Lino Ucaca reconduzido à liderança dos antigos combatentes da FNLA

Passados quatro anos, e à luz dos seus estatutos, os antigos combatentes do ELNA vão hoje a votos para eleger uma nova direcção.

A A III assembleia geral da Associação dos Antigos Combatentes(AAC/FNLA) realizada ontem, em Luanda, reconduziu Lino Massaqui Ucaca para mais um mandato de quatro anos à frente desta associação. Lino Ucaca, que encabeçou a lista B, venceu com 284 votos, contra 25 do seu concorrente directo, Justino Caquenha, em acto considerado livre e justo pela comissão eleitoral liderado por Carlos de Oliveira. Em declarações a este jornal, após ser anunciado o resultado, Lino Ucaca reiterou que dará continuidade às actividades desenvolvidas durante o seu primeiro mandato.
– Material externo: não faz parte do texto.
//! [`Connection`]: one authenticated, multiplexed transport session between
//! two peers (spec.md §4.2).

use std::sync::atomic::{AtomicBool, AtomicU32, Ordering};
use std::sync::Arc;

use dashmap::DashMap;
use flume::{Receiver, Sender};
use tracing::{debug, trace};

use duplex_core::endpoint::Endpoint;
use duplex_core::error::DuplexError;
use duplex_core::id::PeerId;
use duplex_core::options::CHANNEL_QUEUE_HWM;
use duplex_transport::adapters::EstablishedConnection;
use duplex_transport::frame::{Frame, FrameKind};
use duplex_transport::frame_transport::FrameTransport;
use duplex_transport::message_stream::MessageTransport;

use crate::channel::Channel;
use crate::peer::WeakPeerHandle;

/// One authenticated, multiplexed transport session.
///
/// Generic over the underlying raw transport only at construction time
/// ([`spawn`]); the struct itself is transport-agnostic so `Peer` can hold
/// TCP-, Unix-, and in-process-backed connections uniformly. The connection
/// is driven entirely by one background task; callers only ever touch the
/// bounded outbound queue and the channel map.
pub struct Connection {
    remote_peer_id: PeerId,
    endpoint: Endpoint,
    channels: DashMap<u32, Arc<Channel>>,
    outbound_tx: Sender<Frame>,
    close_tx: Sender<()>,
    next_channel_id: Arc<AtomicU32>,
    closed: AtomicBool,
}

impl Connection {
    #[must_use]
    pub fn remote_peer_id(&self) -> PeerId {
        self.remote_peer_id
    }

    #[must_use]
    pub fn endpoint(&self) -> &Endpoint {
        &self.endpoint
    }

    #[must_use]
    pub fn is_closed(&self) -> bool {
        self.closed.load(Ordering::Acquire)
    }

    /// Enqueue a frame on the writer queue. Used both by `Channel`'s
    /// outgoing pump and by `Connection::open`'s initial open-frame.
    pub async fn send_frame_on_connection(&self, frame: &Frame) -> Result<(), DuplexError> {
        if self.closed.load(Ordering::Acquire) {
            return Err(DuplexError::Closed);
        }
        self.outbound_tx.send_async(frame.clone()).await.map_err(|_| DuplexError::Closed)
    }

    /// Install a channel in this connection's map and publish this
    /// connection to it as its (possibly new) bound connection.
    pub fn link_channel(self: &Arc<Self>, channel: Arc<Channel>) {
        self.channels.insert(channel.id(), Arc::clone(&channel));
        channel.bind_connection(Arc::clone(self));
    }

    /// Remove a channel from this connection's map (normal half-close/close
    /// path, before connection teardown).
    pub fn unlink_channel(&self, id: u32) {
        self.channels.remove(&id);
    }

    /// Empty this connection's channel map, returning every channel it held.
    /// Called once, at disposal time.
    fn drain_channels(&self) -> Vec<Arc<Channel>> {
        let ids: Vec<u32> = self.channels.iter().map(|entry| *entry.key()).collect();
        ids.into_iter().filter_map(|id| self.channels.remove(&id).map(|(_, v)| v)).collect()
    }

    /// Open a channel directly on this connection, bypassing the Peer's
    /// router (spec.md §4.2).
    pub async fn open(self: &Arc<Self>, service: impl Into<String>, headers: Vec<String>) -> Result<Arc<Channel>, DuplexError> {
        if self.closed.load(Ordering::Acquire) {
            return Err(DuplexError::Closed);
        }
        let id = self.next_channel_id.fetch_add(1, Ordering::Relaxed);
        let service = service.into();
        let channel = Channel::new(id, service.clone(), headers.clone(), false);
        self.send_frame_on_connection(&Frame::open(id, service, headers)).await?;
        self.link_channel(Arc::clone(&channel));
        channel.spawn_outgoing_pump();
        Ok(channel)
    }

    /// Close the transport. Idempotent.
    pub fn disconnect(&self) {
        if self.closed.swap(true, Ordering::AcqRel) {
            return;
        }
        let _ = self.close_tx.try_send(());
    }

    async fn dispatch_incoming(self: &Arc<Self>, frame: Frame, peer: &WeakPeerHandle) {
        match frame.kind {
            FrameKind::Data => {
                let channel = self.channels.get(&frame.channel_id).map(|entry| Arc::clone(entry.value()));
                match channel {
                    Some(channel) => {
                        channel.handle_incoming(frame);
                    }
                    None => {
                        trace!(channel_id = frame.channel_id, endpoint = %self.endpoint, "dropped frame for unknown channel");
                    }
                }
            }
            FrameKind::Open => {
                if self.channels.contains_key(&frame.channel_id) {
                    trace!(channel_id = frame.channel_id, "duplicate open-frame for a known channel, ignoring");
                    return;
                }
                peer.handle_open(Arc::clone(self), frame).await;
            }
        }
    }
}

/// Spawn the background driver task for a freshly established connection
/// and return the shared handle to it. `next_channel_id` is the Peer's
/// monotonic id counter, shared so ids stay unique across every Connection
/// the Peer owns. `peer` is a weak handle back to the owning Peer, used only
/// to deliver inbound open-frames and to report disposal — kept weak so a
/// live Connection's driver task never keeps the Peer itself alive (spec.md
/// §9's note on the Channel↔Connection↔Peer cycle).
pub fn spawn<T>(
    established: EstablishedConnection<T>,
    endpoint: Endpoint,
    next_channel_id: Arc<AtomicU32>,
    peer: WeakPeerHandle,
) -> Arc<Connection>
where
    T: MessageTransport + 'static,
{
    let (outbound_tx, outbound_rx) = flume::bounded(CHANNEL_QUEUE_HWM);
    let (close_tx, close_rx) = flume::bounded(1);

    let connection = Arc::new(Connection {
        remote_peer_id: established.remote_peer_id,
        endpoint,
        channels: DashMap::new(),
        outbound_tx,
        close_tx,
        next_channel_id,
        closed: AtomicBool::new(false),
    });

    let driver_connection = Arc::clone(&connection);
    compio::runtime::spawn(async move {
        drive(established.transport, driver_connection, outbound_rx, close_rx, peer).await;
    })
    .detach();

    connection
}

async fn drive<T>(
    mut transport: FrameTransport<T>,
    connection: Arc<Connection>,
    outbound_rx: Receiver<Frame>,
    close_rx: Receiver<()>,
    peer: WeakPeerHandle,
) where
    T: MessageTransport,
{
    loop {
        futures::select_biased! {
            _ = close_rx.recv_async() => break,
            outgoing = outbound_rx.recv_async() => {
                match outgoing {
                    Ok(frame) => {
                        if let Err(err) = transport.send_frame(&frame).await {
                            debug!(endpoint = %connection.endpoint(), error = %err, "connection write failed");
                            break;
                        }
                    }
                    Err(_disconnected) => break,
                }
            }
            incoming = transport.recv_frame() => {
                match incoming {
                    Ok(Some(frame)) => connection.dispatch_incoming(frame, &peer).await,
                    Ok(None) => break,
                    Err(err) => {
                        debug!(endpoint = %connection.endpoint(), error = %err, "connection read failed");
                        break;
                    }
                }
            }
        }
    }

    connection.closed.store(true, Ordering::Release);
    let orphaned = connection.drain_channels();
    peer.handle_connection_disposed(Arc::clone(&connection), orphaned).await;
}
//! TCP utilities for high-performance networking.
//!
//! This module provides generic TCP optimizations that are protocol-agnostic.
//!
//! # Safety
//!
//! This module uses unsafe code to access raw file descriptors/sockets for
//! TCP socket configuration. The unsafe operations are encapsulated and safe
//! to use from the public API.

#![allow(unsafe_code)]

use std::io;
use std::net::SocketAddr;

use compio::net::{TcpListener, TcpStream};

/// Connect to a TCP endpoint, enabling `TCP_NODELAY` on the resulting
/// stream (request/reply-shaped channel traffic benefits from disabling
/// Nagle's algorithm).
pub async fn connect(addr: SocketAddr) -> io::Result<TcpStream> {
    let stream = TcpStream::connect(addr).await?;
    enable_tcp_nodelay(&stream)?;
    Ok(stream)
}

/// Bind a TCP listener at `addr`.
pub async fn bind(addr: SocketAddr) -> io::Result<TcpListener> {
    TcpListener::bind(addr).await
}

/// Accept one connection, enabling `TCP_NODELAY` on it.
pub async fn accept(listener: &TcpListener) -> io::Result<TcpStream> {
    let (stream, _addr) = listener.accept().await?;
    enable_tcp_nodelay(&stream)?;
    Ok(stream)
}

/// Enable TCP_NODELAY on a compio TcpStream for minimal latency.
///
/// This disables Nagle's algorithm, trading bandwidth efficiency for lower latency.
/// Essential for request-reply patterns and real-time messaging.
///
/// # Platform Support
///
/// Supported on Unix (Linux, macOS) and Windows platforms.
///
/// # Errors
///
/// Returns an error if the socket option cannot be set.
#[inline]
pub fn enable_tcp_nodelay(stream: &compio::net::TcpStream) -> io::Result<()> {
    #[cfg(unix)]
    {
        use std::os::unix::io::{AsRawFd, FromRawFd};
        let fd = stream.as_raw_fd();
        let sock = unsafe { socket2::Socket::from_raw_fd(fd) };
        sock.set_nodelay(true)?;
        std::mem::forget(sock); // Don't close the fd
        Ok(())
    }

    #[cfg(windows)]
    {
        use std::os::windows::io::{AsRawSocket, FromRawSocket};
        let raw = stream.as_raw_socket();
        let sock = unsafe { socket2::Socket::from_raw_socket(raw) };
        sock.set_nodelay(true)?;
        std::mem::forget(sock); // Don't close the socket
        Ok(())
    }

    #[cfg(not(any(unix, windows)))]
    {
        // Unsupported platform - just continue without TCP_NODELAY
        Ok(())
    }
}

#[cfg(test)]
mod tests {
    use super::*;

    #[compio::test]
    async fn connect_and_bind_roundtrip() {
        let listener = bind("127.0.0.1:0".parse().unwrap()).await.unwrap();
        let addr = listener.local_addr().unwrap();

        let accept_handle = compio::runtime::spawn(async move { accept(&listener).await });
        let client = connect(addr).await.unwrap();
        let server = accept_handle.await.unwrap().unwrap();

        assert!(client.peer_addr().is_ok());
        assert!(server.local_addr().is_ok());
    }
}
//! End-to-end connection establishment: raw transport dial/accept, mutual
//! auth (`crate::handshake`), and the greeting exchange (`crate::greeting`),
//! composed into one [`FrameTransport`] plus the learned remote `PeerId`.
//!
//! One function per scheme, matching spec.md §6's three endpoint kinds.

use duplex_core::endpoint::Endpoint;
use duplex_core::id::PeerId;
use duplex_core::inproc::InprocRegistry;

use crate::frame_transport::FrameTransport;
use crate::greeting::{self, GreetingError};
use crate::handshake::{self, HandshakeError, StaticIdentity};
use crate::message_stream::{self, InprocTransport};

/// Everything a successful dial/accept produces: the ready-to-drive
/// [`FrameTransport`] plus the remote's learned identity.
pub struct EstablishedConnection<T> {
    pub transport: FrameTransport<T>,
    pub remote_peer_id: PeerId,
}

/// Errors raised while establishing a connection, before `Connection`
/// construction proper — these map onto `DuplexError::Io`/`Auth`/`Timeout`.
#[derive(Debug, thiserror::Error)]
pub enum EstablishError {
    #[error(transparent)]
    Handshake(#[from] HandshakeError),
    #[error(transparent)]
    Greeting(#[from] GreetingError),
    #[error(transparent)]
    Io(#[from] std::io::Error),
}

async fn finish<T>(
    raw: T,
    identity: &StaticIdentity,
    authorized_keys: Option<&[[u8; 32]]>,
    local_peer_id: PeerId,
) -> Result<EstablishedConnection<T>, EstablishError>
where
    T: message_stream::MessageTransport,
{
    let outcome = handshake::perform(raw, identity, authorized_keys, Some(handshake::HANDSHAKE_TIMEOUT)).await?;
    let mut transport = FrameTransport::new(outcome.transport);
    let remote_peer_id = greeting::exchange(&mut EncryptedAdapter(&mut transport), local_peer_id, Some(greeting::GREETING_TIMEOUT)).await?;
    Ok(EstablishedConnection { transport, remote_peer_id })
}

/// `greeting::exchange` is written against `MessageTransport`, but by the
/// time the greeting runs, frames have not started flowing yet and the
/// transport is still only usable at the raw encrypted-message level. This
/// adapter lets the greeting ride the same `FrameTransport` plumbing
/// without `FrameTransport` itself needing a raw-message escape hatch in
/// its public API.
struct EncryptedAdapter<'a, T>(&'a mut FrameTransport<T>);

#[async_trait::async_trait(?Send)]
impl<T> message_stream::MessageTransport for EncryptedAdapter<'_, T>
where
    T: message_stream::MessageTransport,
{
    async fn send_message(&mut self, body: bytes::Bytes) -> std::io::Result<()> {
        self.0.send_raw(body).await
    }

    async fn recv_message(&mut self) -> std::io::Result<Option<bytes::Bytes>> {
        self.0.recv_raw().await
    }
}

/// Dial a `tcp://` endpoint.
pub async fn dial_tcp(
    addr: std::net::SocketAddr,
    identity: &StaticIdentity,
    authorized_keys: Option<&[[u8; 32]]>,
    local_peer_id: PeerId,
) -> Result<EstablishedConnection<message_stream::TcpTransport>, EstablishError> {
    let raw = message_stream::dial_tcp(addr).await?;
    finish(raw, identity, authorized_keys, local_peer_id).await
}

/// Accept one already-connected TCP stream (post `listener.accept()`).
pub async fn accept_tcp(
    stream: compio::net::TcpStream,
    identity: &StaticIdentity,
    authorized_keys: Option<&[[u8; 32]]>,
    local_peer_id: PeerId,
) -> Result<EstablishedConnection<message_stream::TcpTransport>, EstablishError> {
    let raw = message_stream::ByteStreamTransport::new(stream);
    finish(raw, identity, authorized_keys, local_peer_id).await
}

/// Dial a `unix://` endpoint.
#[cfg(unix)]
pub async fn dial_unix(
    path: &std::path::Path,
    identity: &StaticIdentity,
    authorized_keys: Option<&[[u8; 32]]>,
    local_peer_id: PeerId,
) -> Result<EstablishedConnection<message_stream::UnixTransport>, EstablishError> {
    let raw = message_stream::dial_unix(path).await?;
    finish(raw, identity, authorized_keys, local_peer_id).await
}

/// Accept one already-connected Unix stream.
#[cfg(unix)]
pub async fn accept_unix(
    stream: compio::net::UnixStream,
    identity: &StaticIdentity,
    authorized_keys: Option<&[[u8; 32]]>,
    local_peer_id: PeerId,
) -> Result<EstablishedConnection<message_stream::UnixTransport>, EstablishError> {
    let raw = message_stream::ByteStreamTransport::new(stream);
    finish(raw, identity, authorized_keys, local_peer_id).await
}

/// Dial an `inproc://` endpoint registered in `registry`.
pub async fn dial_inproc(
    registry: &InprocRegistry,
    name: &str,
    identity: &StaticIdentity,
    authorized_keys: Option<&[[u8; 32]]>,
    local_peer_id: PeerId,
) -> Result<EstablishedConnection<InprocTransport>, EstablishError> {
    let pipe = registry.connect(name)?;
    finish(InprocTransport::new(pipe), identity, authorized_keys, local_peer_id).await
}

/// Complete the accepting side of an `inproc://` connection, given the pipe
/// handed to the listener's accept queue.
pub async fn accept_inproc(
    pipe: duplex_core::inproc::InprocPipe,
    identity: &StaticIdentity,
    authorized_keys: Option<&[[u8; 32]]>,
    local_peer_id: PeerId,
) -> Result<EstablishedConnection<InprocTransport>, EstablishError> {
    finish(InprocTransport::new(pipe), identity, authorized_keys, local_peer_id).await
}

/// Dispatch a dial by parsed [`Endpoint`], used by `Peer::connect`. Returns
/// a dynamically typed transport since the three schemes carry distinct
/// concrete raw-stream types.
pub enum DialedTransport {
    Tcp(EstablishedConnection<message_stream::TcpTransport>),
    #[cfg(unix)]
    Unix(EstablishedConnection<message_stream::UnixTransport>),
    Inproc(EstablishedConnection<InprocTransport>),
}

pub async fn dial(
    endpoint: &Endpoint,
    identity: &StaticIdentity,
    authorized_keys: Option<&[[u8; 32]]>,
    local_peer_id: PeerId,
    inproc_registry: &InprocRegistry,
) -> Result<DialedTransport, EstablishError> {
    match endpoint {
        Endpoint::Tcp(addr) => Ok(DialedTransport::Tcp(
            dial_tcp(*addr, identity, authorized_keys, local_peer_id).await?,
        )),
        #[cfg(unix)]
        Endpoint::Unix(path) => Ok(DialedTransport::Unix(
            dial_unix(path, identity, authorized_keys, local_peer_id).await?,
        )),
        Endpoint::Inproc(name) => Ok(DialedTransport::Inproc(
            dial_inproc(inproc_registry, name, identity, authorized_keys, local_peer_id).await?,
        )),
    }
}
Destacou a conclusão do processo de passagem à reforma de todos os sócios inscritos na AAC/ FNLA, junto das estruturas competentes do Governo, bem como a graduação (alguns a título póstumo) de alguns militares. Vai dar, também, continuidade a um projecto agro-pecuário na província de Malanje, para desenvolver a agricultura mecanizada, mas que se encontra interrompido por questões burocráticas nesta província. Disse ainda que durante o seu mandato vai perspectivar a construção de uma escola para filhos de antigos combatentes, na comuna do Lar do Patriota, município de Belas, cujo terreno está a ser negociado com a administração local. Segundo ainda a fonte, vai continuar a trabalhar para levar a associação a um patamar mais alto, tanto a nível nacional como internacional, e lutar para a dignidade do antigo combatente do ELNA, antigo braço da FNLA.

Por seu turno, Justino Caquenha, após reconhecer a derrota, garantiu que continuará a trabalhar para voltar a candidatar-se em 2022, tendo enaltecido a vitória do vencedor pelo facto de “reflectir a vontade da maioria”. A escolha do vencedor, segundo Caquenha, obedeceu a mais um jogo democrático, realçando que em democracia deve-se respeitar a vontade dos eleitores, como é o caso da escolha do seu colega Lino Ucaca. A assembleia decorreu sob o lema “Antigos Combatentes, Juntos Seremos Mais Fortes”, e teve a participação de representantes de 16 províncias, com a excepção da Huíla e do Cunene, por motivos justificados.